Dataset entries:
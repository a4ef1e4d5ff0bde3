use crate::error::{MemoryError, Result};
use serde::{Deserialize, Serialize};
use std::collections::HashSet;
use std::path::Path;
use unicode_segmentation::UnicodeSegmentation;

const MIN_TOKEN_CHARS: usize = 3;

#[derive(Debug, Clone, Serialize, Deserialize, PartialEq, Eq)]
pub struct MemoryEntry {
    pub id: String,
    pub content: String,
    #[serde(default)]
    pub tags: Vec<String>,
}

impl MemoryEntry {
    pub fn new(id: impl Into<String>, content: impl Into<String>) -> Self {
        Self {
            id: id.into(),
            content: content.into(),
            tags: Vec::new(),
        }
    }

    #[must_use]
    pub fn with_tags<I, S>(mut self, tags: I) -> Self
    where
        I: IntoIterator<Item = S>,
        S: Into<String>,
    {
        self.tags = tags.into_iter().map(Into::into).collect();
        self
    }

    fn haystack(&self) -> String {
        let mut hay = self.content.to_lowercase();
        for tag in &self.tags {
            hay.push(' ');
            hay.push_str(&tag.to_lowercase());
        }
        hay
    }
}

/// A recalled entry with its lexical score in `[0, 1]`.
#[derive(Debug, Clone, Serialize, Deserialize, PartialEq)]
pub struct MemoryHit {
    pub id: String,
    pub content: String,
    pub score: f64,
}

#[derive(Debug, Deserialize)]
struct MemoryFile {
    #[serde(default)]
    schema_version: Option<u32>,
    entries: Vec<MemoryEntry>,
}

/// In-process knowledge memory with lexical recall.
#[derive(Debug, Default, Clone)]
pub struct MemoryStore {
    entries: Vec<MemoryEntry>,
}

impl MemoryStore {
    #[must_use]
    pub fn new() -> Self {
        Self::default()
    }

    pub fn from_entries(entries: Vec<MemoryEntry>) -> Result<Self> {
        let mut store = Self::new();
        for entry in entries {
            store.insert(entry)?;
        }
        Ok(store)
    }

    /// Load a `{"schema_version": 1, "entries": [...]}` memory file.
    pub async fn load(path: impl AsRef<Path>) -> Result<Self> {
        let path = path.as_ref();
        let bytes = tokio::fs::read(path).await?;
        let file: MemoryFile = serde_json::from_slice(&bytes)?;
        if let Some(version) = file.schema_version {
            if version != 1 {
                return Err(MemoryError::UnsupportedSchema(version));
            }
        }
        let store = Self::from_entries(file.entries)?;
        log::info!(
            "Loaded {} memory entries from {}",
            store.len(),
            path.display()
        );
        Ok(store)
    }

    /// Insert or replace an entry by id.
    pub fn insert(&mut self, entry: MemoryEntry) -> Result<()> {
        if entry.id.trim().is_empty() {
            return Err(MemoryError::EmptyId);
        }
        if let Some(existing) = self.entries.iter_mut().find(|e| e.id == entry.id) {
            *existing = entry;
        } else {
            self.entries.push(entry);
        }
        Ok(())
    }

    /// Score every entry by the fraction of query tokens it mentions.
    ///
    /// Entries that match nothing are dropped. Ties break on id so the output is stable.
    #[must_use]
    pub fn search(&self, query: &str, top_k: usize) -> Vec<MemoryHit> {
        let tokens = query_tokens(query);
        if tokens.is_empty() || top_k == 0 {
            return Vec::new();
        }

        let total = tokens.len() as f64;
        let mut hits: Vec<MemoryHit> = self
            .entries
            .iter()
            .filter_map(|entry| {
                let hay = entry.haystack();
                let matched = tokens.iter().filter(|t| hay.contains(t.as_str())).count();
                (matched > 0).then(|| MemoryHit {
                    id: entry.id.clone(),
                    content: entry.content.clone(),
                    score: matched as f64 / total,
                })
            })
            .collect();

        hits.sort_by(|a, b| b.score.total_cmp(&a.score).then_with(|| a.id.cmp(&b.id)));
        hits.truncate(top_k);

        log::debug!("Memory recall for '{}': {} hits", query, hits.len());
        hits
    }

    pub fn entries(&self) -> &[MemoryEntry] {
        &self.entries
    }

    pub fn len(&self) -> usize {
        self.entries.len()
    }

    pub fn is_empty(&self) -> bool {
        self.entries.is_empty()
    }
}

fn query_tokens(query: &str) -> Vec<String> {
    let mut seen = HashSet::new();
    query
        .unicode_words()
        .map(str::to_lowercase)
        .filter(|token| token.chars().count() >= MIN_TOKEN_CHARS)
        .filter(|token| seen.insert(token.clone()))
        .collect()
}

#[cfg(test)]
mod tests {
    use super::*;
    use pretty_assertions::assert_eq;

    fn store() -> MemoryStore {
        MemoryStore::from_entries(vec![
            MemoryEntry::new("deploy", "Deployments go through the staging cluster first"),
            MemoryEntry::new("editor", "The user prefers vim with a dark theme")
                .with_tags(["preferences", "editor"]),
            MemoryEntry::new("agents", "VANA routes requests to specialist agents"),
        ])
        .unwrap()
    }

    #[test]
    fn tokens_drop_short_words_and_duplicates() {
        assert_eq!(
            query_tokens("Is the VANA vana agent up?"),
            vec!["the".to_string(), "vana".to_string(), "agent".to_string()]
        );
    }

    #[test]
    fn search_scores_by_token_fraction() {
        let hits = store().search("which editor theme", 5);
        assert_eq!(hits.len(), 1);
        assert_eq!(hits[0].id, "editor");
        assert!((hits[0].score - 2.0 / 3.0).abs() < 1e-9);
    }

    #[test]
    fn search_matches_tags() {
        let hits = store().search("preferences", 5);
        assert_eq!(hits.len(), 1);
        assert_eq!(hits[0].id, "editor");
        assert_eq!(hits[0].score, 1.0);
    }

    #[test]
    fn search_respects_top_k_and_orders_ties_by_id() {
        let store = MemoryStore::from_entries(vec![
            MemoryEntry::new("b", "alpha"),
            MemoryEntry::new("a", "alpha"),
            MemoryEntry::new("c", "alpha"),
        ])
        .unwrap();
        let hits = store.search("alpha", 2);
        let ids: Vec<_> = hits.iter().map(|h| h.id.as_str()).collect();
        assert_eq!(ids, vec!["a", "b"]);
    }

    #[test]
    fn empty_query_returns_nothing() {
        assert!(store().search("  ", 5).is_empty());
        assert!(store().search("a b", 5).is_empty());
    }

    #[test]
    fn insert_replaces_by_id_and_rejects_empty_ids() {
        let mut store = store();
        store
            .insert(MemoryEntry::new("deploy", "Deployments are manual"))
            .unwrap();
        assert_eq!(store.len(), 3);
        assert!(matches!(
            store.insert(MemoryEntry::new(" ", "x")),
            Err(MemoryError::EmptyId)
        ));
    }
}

--

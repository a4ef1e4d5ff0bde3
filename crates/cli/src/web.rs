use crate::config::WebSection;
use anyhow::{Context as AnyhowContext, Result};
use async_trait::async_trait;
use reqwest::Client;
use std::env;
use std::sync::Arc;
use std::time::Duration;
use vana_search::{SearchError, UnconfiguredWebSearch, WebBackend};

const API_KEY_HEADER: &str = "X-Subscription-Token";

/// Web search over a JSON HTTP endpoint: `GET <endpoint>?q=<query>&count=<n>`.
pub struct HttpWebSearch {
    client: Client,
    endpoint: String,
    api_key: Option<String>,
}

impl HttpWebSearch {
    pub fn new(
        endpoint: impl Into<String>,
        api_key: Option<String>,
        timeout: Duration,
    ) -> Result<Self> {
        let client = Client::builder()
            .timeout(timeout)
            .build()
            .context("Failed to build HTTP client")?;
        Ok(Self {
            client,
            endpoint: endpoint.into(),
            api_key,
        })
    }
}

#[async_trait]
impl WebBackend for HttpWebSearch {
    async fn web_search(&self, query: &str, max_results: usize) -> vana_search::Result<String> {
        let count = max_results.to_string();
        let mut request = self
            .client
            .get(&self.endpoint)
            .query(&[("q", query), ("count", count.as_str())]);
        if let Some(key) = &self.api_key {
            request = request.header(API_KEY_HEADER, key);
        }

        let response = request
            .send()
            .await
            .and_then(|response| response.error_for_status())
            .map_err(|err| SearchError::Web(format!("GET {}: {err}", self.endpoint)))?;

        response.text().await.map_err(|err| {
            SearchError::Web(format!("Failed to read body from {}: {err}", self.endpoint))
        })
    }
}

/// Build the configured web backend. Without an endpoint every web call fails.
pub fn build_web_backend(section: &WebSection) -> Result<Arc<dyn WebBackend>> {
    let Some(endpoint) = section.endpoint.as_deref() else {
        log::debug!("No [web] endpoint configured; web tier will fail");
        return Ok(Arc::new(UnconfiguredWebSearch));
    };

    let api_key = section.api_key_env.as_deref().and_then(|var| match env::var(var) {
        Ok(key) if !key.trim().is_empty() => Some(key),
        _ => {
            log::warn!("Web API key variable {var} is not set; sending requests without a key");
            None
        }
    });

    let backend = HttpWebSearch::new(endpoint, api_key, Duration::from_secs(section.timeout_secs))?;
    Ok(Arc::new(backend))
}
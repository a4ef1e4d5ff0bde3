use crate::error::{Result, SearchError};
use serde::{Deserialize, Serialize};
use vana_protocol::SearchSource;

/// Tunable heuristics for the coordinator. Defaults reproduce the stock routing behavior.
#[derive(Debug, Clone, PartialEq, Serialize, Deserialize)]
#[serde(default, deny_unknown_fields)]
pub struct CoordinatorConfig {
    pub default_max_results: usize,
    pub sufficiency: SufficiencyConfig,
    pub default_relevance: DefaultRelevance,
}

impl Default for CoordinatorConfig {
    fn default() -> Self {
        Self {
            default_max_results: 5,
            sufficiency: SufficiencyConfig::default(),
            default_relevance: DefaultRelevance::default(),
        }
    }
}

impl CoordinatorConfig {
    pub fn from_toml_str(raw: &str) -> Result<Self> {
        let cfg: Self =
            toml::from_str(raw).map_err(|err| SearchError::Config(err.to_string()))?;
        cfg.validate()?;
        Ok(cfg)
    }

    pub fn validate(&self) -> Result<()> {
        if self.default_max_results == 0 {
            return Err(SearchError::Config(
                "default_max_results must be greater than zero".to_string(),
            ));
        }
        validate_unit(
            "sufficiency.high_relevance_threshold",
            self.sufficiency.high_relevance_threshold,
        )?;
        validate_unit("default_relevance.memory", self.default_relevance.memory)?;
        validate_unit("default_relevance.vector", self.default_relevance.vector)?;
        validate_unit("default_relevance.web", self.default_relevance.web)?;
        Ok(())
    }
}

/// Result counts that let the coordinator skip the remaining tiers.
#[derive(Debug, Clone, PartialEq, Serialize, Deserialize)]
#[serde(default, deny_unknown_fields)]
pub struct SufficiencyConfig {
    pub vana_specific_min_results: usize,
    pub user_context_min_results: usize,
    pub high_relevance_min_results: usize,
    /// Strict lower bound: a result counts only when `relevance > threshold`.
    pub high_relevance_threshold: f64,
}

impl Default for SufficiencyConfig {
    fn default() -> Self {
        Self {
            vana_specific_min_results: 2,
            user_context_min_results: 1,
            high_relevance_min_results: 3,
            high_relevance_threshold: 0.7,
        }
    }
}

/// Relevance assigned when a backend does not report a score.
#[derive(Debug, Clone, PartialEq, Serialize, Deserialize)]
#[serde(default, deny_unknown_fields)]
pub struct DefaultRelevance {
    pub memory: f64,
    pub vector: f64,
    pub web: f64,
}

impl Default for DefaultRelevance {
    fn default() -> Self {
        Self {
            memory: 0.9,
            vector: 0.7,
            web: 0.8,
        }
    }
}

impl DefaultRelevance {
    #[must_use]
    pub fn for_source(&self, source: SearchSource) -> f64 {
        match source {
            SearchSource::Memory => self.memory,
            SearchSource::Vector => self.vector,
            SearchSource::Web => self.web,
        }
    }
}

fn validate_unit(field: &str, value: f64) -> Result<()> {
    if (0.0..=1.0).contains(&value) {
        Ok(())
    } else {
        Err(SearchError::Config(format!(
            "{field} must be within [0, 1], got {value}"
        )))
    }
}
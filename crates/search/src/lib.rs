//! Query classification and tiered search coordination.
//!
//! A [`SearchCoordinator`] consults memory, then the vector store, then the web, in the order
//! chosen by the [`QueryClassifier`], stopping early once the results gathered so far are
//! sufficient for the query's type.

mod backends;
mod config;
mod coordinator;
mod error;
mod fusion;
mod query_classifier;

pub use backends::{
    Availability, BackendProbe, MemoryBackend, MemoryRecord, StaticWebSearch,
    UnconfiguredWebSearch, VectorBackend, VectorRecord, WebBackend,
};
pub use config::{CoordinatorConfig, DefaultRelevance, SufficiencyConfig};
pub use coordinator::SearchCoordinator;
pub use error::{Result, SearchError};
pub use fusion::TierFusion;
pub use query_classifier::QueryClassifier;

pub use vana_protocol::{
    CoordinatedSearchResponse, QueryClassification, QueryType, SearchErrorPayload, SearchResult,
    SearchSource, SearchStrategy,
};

...

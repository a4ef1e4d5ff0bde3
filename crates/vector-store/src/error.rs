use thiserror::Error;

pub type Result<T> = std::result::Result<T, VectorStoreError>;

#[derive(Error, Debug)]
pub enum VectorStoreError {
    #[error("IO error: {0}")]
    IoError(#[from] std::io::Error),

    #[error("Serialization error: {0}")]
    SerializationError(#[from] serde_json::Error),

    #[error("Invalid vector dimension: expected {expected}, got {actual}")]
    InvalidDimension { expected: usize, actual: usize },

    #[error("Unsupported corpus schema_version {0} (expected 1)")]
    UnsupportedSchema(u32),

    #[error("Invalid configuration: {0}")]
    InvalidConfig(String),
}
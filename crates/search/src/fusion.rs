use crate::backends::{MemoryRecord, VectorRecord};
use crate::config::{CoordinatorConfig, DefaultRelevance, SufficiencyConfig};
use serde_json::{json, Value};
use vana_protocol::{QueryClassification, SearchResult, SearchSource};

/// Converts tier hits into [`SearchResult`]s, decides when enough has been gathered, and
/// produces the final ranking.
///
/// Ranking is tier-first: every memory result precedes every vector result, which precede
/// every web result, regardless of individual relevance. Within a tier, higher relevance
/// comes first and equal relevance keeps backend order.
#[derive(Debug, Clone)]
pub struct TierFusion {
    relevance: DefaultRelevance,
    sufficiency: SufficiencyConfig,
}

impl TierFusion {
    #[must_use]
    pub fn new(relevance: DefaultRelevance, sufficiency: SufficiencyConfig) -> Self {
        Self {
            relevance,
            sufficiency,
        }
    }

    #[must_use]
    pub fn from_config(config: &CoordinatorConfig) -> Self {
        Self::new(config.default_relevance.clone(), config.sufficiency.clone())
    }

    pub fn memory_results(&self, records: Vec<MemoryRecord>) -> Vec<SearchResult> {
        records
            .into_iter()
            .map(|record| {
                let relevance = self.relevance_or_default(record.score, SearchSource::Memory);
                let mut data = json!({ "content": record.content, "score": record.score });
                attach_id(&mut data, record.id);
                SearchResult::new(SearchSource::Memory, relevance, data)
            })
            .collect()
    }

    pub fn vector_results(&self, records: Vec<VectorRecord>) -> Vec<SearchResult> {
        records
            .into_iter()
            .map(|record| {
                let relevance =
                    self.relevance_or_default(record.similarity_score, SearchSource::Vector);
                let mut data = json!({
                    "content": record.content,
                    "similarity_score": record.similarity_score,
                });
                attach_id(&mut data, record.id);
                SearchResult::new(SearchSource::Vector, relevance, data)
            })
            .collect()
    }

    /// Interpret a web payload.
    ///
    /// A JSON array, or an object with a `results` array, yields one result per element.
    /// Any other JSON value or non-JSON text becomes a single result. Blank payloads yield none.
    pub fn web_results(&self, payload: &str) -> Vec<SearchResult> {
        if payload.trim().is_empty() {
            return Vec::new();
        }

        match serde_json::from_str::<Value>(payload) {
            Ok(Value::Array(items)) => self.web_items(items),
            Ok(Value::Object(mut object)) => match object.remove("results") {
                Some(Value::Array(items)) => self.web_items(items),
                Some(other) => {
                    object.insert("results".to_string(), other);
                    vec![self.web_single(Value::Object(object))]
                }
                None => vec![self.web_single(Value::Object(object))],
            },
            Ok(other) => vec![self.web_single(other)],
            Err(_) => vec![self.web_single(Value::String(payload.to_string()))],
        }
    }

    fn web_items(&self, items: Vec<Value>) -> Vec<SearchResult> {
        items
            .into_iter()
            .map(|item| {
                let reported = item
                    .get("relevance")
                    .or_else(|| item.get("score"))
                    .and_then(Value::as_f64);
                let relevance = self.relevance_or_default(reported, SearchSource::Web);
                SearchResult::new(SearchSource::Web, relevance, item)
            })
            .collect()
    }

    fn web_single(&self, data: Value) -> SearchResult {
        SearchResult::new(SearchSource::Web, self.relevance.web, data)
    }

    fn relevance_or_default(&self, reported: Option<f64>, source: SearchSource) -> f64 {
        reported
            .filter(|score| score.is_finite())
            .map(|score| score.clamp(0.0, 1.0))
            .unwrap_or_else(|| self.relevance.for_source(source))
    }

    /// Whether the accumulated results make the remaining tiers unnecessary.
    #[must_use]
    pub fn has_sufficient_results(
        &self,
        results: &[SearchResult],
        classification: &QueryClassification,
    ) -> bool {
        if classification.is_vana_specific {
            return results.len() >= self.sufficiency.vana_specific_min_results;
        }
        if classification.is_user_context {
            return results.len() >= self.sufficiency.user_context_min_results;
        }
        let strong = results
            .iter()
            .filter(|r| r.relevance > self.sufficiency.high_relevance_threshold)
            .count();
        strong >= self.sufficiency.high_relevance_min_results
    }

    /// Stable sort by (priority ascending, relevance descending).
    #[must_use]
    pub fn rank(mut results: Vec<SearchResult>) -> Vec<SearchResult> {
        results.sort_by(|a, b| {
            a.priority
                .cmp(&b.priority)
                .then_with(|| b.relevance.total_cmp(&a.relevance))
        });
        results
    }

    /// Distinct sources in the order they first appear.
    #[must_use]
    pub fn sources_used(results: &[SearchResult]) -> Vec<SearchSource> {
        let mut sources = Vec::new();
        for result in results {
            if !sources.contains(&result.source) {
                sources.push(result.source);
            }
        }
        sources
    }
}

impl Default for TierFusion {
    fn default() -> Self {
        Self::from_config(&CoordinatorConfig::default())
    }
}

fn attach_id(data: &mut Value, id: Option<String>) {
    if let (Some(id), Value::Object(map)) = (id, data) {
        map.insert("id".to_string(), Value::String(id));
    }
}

Exercise description: Each line above that carries the string "backends" has to be returned.

Task output:
mod backends;
pub use backends::{
use crate::backends::{MemoryRecord, VectorRecord};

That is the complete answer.